---
license: apache-2.0
tags:
- qwen2
- pytorch
- transformers
- fox
- fine-tuned
- 7b
- coding
- assistant
- llm
- local-llm
base_model: teolm30/Fox-1.5-Nova
---

# 🦊 Fox 1.5 Nova

A fine-tuned Qwen2 7B model trained by teolm30, optimized for coding, reasoning, and general assistance. Designed for fast local inference with full FP16 precision.
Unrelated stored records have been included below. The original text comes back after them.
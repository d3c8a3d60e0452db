use log::info;
use rusqlite::Connection;
use std::cell::RefCell;
use std::fs;

use crate::errors::{EtlError, Result};

/// One logical store ("source" or "destination") backed by a SQLite file.
/// The connection is opened lazily on first use and kept for the lifetime
/// of the handle, so `:memory:` databases survive between calls.
pub struct Database {
    label: String,
    path: String,
    conn: RefCell<Option<Connection>>,
}

impl Database {
    pub fn new(label: impl Into<String>, path: impl Into<String>) -> Self {
        Self {
            label: label.into(),
            path: path.into(),
            conn: RefCell::new(None),
        }
    }

    pub fn label(&self) -> &str {
        &self.label
    }

    /// Provides a mutable connection to the closure.
    pub fn with_conn<F, T>(&self, f: F) -> Result<T>
    where
        F: FnOnce(&mut Connection) -> Result<T>,
    {
        let mut slot = self.conn.try_borrow_mut().map_err(|_| {
            EtlError::storage(format!("{} database connection is already in use", self.label))
        })?;

        if slot.is_none() {
            let conn = Connection::open(&self.path).map_err(|e| {
                EtlError::storage(format!(
                    "Open {} database at {} failed: {e}",
                    self.label, self.path
                ))
            })?;
            *slot = Some(conn);
        }

        match slot.as_mut() {
            Some(conn) => f(conn),
            None => Err(EtlError::storage("connection slot empty after open")),
        }
    }
}

/// Initialize database from a SQL schema file
pub fn init_db(db: &Database, schema_path: &str) -> Result<()> {
    let schema_sql = fs::read_to_string(schema_path).map_err(|e| {
        EtlError::storage(format!("Failed to read schema file {schema_path}: {e}"))
    })?;

    db.with_conn(|conn| {
        conn.execute_batch(&schema_sql)?;
        Ok(())
    })?;

    info!(
        "{} database initialized from {}",
        db.label(),
        schema_path
    );
    Ok(())
}
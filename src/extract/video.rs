use std::collections::HashMap;
use std::time::Duration;

use async_trait::async_trait;
use once_cell::sync::Lazy;
use regex::Regex;
use reqwest::{Client, ClientBuilder};
use serde::Deserialize;
use url::Url;

use crate::error::{AppError, Result};
use crate::source;
use super::{Document, Extractor};

const USER_AGENT: &str = "Mozilla/5.0";

static SEGMENT_REGEX: Lazy<Regex> = Lazy::new(|| {
    Regex::new(r"<text[^>]*>([^<]*)</text>").expect("Failed to compile segment regex")
});

/// One caption track entry from the watch page's player response.
#[derive(Debug, Deserialize)]
#[serde(rename_all = "camelCase")]
struct CaptionTrack {
    base_url: String,
    language_code: Option<String>,
}

/// Fetches the caption transcript for a video URL.
///
/// Intentionally skips extended video metadata (title, author) for speed;
/// the transcript text is all the summarizer needs.
pub struct TranscriptExtractor {
    timeout: Duration,
}

impl TranscriptExtractor {
    pub fn new(timeout: Duration) -> Self {
        TranscriptExtractor { timeout }
    }

    fn client(&self) -> Result<Client> {
        ClientBuilder::new()
            .user_agent(USER_AGENT)
            .timeout(self.timeout)
            .build()
            .map_err(|e| AppError::Extraction(format!("Failed to build HTTP client: {}", e)))
    }

    async fn fetch_watch_page(&self, client: &Client, video_id: &str) -> Result<String> {
        let watch_url = format!("https://www.youtube.com/watch?v={}", video_id);
        let response = client
            .get(&watch_url)
            .send()
            .await
            .map_err(|e| AppError::Extraction(format!("Failed to fetch video page: {}", e)))?;

        let status = response.status();
        if !status.is_success() {
            return Err(AppError::Extraction(format!(
                "HTTP {} fetching video page for {}",
                status, video_id
            )));
        }

        response
            .text()
            .await
            .map_err(|e| AppError::Extraction(format!("Failed to read video page: {}", e)))
    }

    async fn fetch_track(&self, client: &Client, track: &CaptionTrack) -> Result<String> {
        let response = client
            .get(&track.base_url)
            .send()
            .await
            .map_err(|e| AppError::Extraction(format!("Failed to fetch transcript: {}", e)))?;

        let status = response.status();
        if !status.is_success() {
            return Err(AppError::Extraction(format!(
                "HTTP {} fetching transcript",
                status
            )));
        }

        response
            .text()
            .await
            .map_err(|e| AppError::Extraction(format!("Failed to read transcript: {}", e)))
    }
}

#[async_trait]
impl Extractor for TranscriptExtractor {
    async fn extract(&self, url: &Url) -> Result<Vec<Document>> {
        let video_id = source::video_id(url).ok_or_else(|| {
            AppError::Extraction(format!("Could not parse a video ID from {}", url))
        })?;

        let client = self.client()?;
        let page = self.fetch_watch_page(&client, &video_id).await?;

        let tracks = caption_tracks(&page)?;
        let track = pick_track(&tracks).ok_or_else(|| {
            AppError::Extraction(format!(
                "No transcript available for video {} (video may be private or uncaptioned)",
                video_id
            ))
        })?;

        let xml = self.fetch_track(&client, track).await?;
        let text = transcript_text(&xml);
        if text.is_empty() {
            return Err(AppError::Extraction(format!(
                "Transcript for video {} is empty",
                video_id
            )));
        }

        let mut metadata = HashMap::from([("video_id".to_string(), video_id)]);
        if let Some(lang) = &track.language_code {
            metadata.insert("language".to_string(), lang.clone());
        }

        Ok(vec![Document::with_metadata(text, metadata)])
    }
}

/// Locate and deserialize the `captionTracks` array embedded in the watch
/// page's player response. Absence means the video has no captions (or is
/// private/unavailable).
fn caption_tracks(page: &str) -> Result<Vec<CaptionTrack>> {
    let Some(raw) = json_array_after(page, "\"captionTracks\":") else {
        return Ok(Vec::new());
    };
    serde_json::from_str(raw)
        .map_err(|e| AppError::Extraction(format!("Failed to parse caption track list: {}", e)))
}

/// Prefer an English track, else the first one listed.
fn pick_track(tracks: &[CaptionTrack]) -> Option<&CaptionTrack> {
    tracks
        .iter()
        .find(|t| {
            t.language_code
                .as_deref()
                .map_or(false, |lang| lang.starts_with("en"))
        })
        .or_else(|| tracks.first())
}

/// Return the balanced JSON array that follows `key` in `source`.
fn json_array_after<'a>(source: &'a str, key: &str) -> Option<&'a str> {
    let rest = &source[source.find(key)? + key.len()..];
    let start = rest.find('[')?;

    let mut depth = 0usize;
    let mut in_string = false;
    let mut escaped = false;
    for (i, b) in rest.bytes().enumerate().skip(start) {
        if in_string {
            if escaped {
                escaped = false;
            } else if b == b'\\' {
                escaped = true;
            } else if b == b'"' {
                in_string = false;
            }
            continue;
        }
        match b {
            b'"' => in_string = true,
            b'[' => depth += 1,
            b']' => {
                depth -= 1;
                if depth == 0 {
                    return Some(&rest[start..=i]);
                }
            }
            _ => {}
        }
    }
    None
}

/// Flatten a timedtext XML document into plain text.
fn transcript_text(xml: &str) -> String {
    let segments: Vec<String> = SEGMENT_REGEX
        .captures_iter(xml)
        .map(|caps| decode_entities(caps[1].trim()))
        .filter(|s| !s.is_empty())
        .collect();
    segments.join(" ")
}

// Timedtext escapes a small fixed set; `&amp;` first so double-escaped
// sequences resolve in one pass.
fn decode_entities(s: &str) -> String {
    s.replace("&amp;", "&")
        .replace("&lt;", "<")
        .replace("&gt;", ">")
        .replace("&quot;", "\"")
        .replace("&#39;", "'")
        .replace("&apos;", "'")
}

#[cfg(test)]
mod tests {
    use super::*;

    #[test]
    fn parses_caption_tracks_from_player_response() {
        let page = r#"... "captions":{"playerCaptionsTracklistRenderer":{"captionTracks":[{"baseUrl":"https://www.youtube.com/api/timedtext?v=abc&lang=en","languageCode":"en","kind":"asr"},{"baseUrl":"https://www.youtube.com/api/timedtext?v=abc&lang=de","languageCode":"de"}]}} ..."#;
        let tracks = caption_tracks(page).unwrap();
        assert_eq!(tracks.len(), 2);
        assert_eq!(tracks[0].language_code.as_deref(), Some("en"));
        assert_eq!(
            tracks[0].base_url,
            "https://www.youtube.com/api/timedtext?v=abc&lang=en"
        );
    }

    #[test]
    fn no_caption_tracks_yields_empty_list() {
        let tracks = caption_tracks("<html>no captions here</html>").unwrap();
        assert!(tracks.is_empty());
    }

    #[test]
    fn prefers_english_track() {
        let tracks = vec![
            CaptionTrack {
                base_url: "de".into(),
                language_code: Some("de".into()),
            },
            CaptionTrack {
                base_url: "en".into(),
                language_code: Some("en-US".into()),
            },
        ];
        assert_eq!(pick_track(&tracks).unwrap().base_url, "en");
    }

    #[test]
    fn falls_back_to_first_track() {
        let tracks = vec![CaptionTrack {
            base_url: "fr".into(),
            language_code: Some("fr".into()),
        }];
        assert_eq!(pick_track(&tracks).unwrap().base_url, "fr");
    }

    #[test]
    fn json_array_scan_handles_brackets_in_strings() {
        let s = r#"{"key":[{"a":"val]ue"},{"b":2}],"next":1}"#;
        assert_eq!(
            json_array_after(s, "\"key\":"),
            Some(r#"[{"a":"val]ue"},{"b":2}]"#)
        );
    }

    #[test]
    fn flattens_timedtext_xml() {
        let xml = r#"<?xml version="1.0"?><transcript><text start="0" dur="2.1">Hello</text><text start="2.1" dur="1.0">world &amp;#39;again&amp;#39;</text></transcript>"#;
        assert_eq!(transcript_text(xml), "Hello world 'again'");
    }

    #[test]
    fn empty_transcript_is_empty_string() {
        assert_eq!(transcript_text("<transcript></transcript>"), "");
    }
}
## ⚡ Performance Benchmarks

### Token Speed (tokens/sec, RTX 3090 / RTX 4090 estimated)

| Setting | Speed |
|---------|-------|
| FP16, 806 tokens prompting + 50 new | ~42 tok/s |
| FP16, 806 tokens prompting + 200 new | ~51 tok/s |
| FP16, 806 tokens prompting + 500 new | ~54 tok/s |
| FP16, long context (32K) | ~28 tok/s |

*Speed varies by hardware. On consumer GPUs (RTX 3090/4090) Fox 1.5 Nova runs comfortably at 40+ tok/s for typical generation lengths.*

### Accuracy Benchmarks

| Benchmark | Fox 1.5 Nova | Opus 4.6 | Notes |
|-----------|------------|---------|-------|
| **MMLU** (57-subject academic) | 71.2 | 92.1 | General knowledge, STEM + humanities |
| **HumanEval** (164 coding problems) | 67.4 | 92.4 | Code generation from docstrings |
| **GSM8K** (grade-school math) | 74.8 | 97.8 | Multi-step arithmetic reasoning |
| **MATH** (competition math) | 51.3 | 91.5 | AMC to AIME difficulty |
| **GPQA** (expert science) | 40.2 | 74.2 | Graduate-level biology/chemistry/physics |
| **SWE-bench** (real GitHub issues) | 17.8 | 58.4 | End-to-end issue resolution |
| **MT-Bench** (multi-turn, 1-10) | 8.1 | 9.4 | Instruction following quality |
| **MMMU** (multimodal reasoning) | 58.4 | 82.1 | University-level multimodal |

*Opus 4.6 scores sourced from TokenCalculator 2026 benchmark database. Fox 1.5 Nova scores are estimated from Qwen2-7B fine-tuning results with custom instruction tuning data. Opus 4.6 is a frontier model ~10x larger — Fox trades raw intelligence for local deployability.*

### Intelligence Summary

- **Strengths:** Fast local inference, coding assistance, instruction following, multi-turn conversation
- **Trade-offs:** Smaller than frontier models (Opus 4.6 class), lower expert-level reasoning (GPQA, MATH), less multimodal capability
- **Best for:** Developers wanting a fast local coding assistant, privacy-sensitive deployments, dev workflows on consumer GPU

*Opus 4.6 is a cloud-only frontier model ~10x larger than Fox 1.5 Nova. The comparison shows what you'd trade for local, private, fast inference.*

### How It Compares

| Model | Params | MMLU | HumanEval | Speed | Best For |
|-------|--------|------|-----------|-------|----------|
| **Fox 1.5 Nova** | 7B | 71.2 | 67.4 | ~40 tok/s | Local coding, fast dev use |
| **Opus 4.6** (Anthropic) | ~1T+ | 92.1 | 92.4 | ~15 tok/s | Frontier intelligence, cloud-only |
| **Qwen2-7B base** | 7B | 70.1 | 64.8 | ~42 tok/s | Baseline comparison |
| **Llama 3.3 70B** | 70B | 75.4 | 74.6 | ~12 tok/s | Higher accuracy, needs more VRAM |

## 💻 Terminal Usage

### Transformers (recommended)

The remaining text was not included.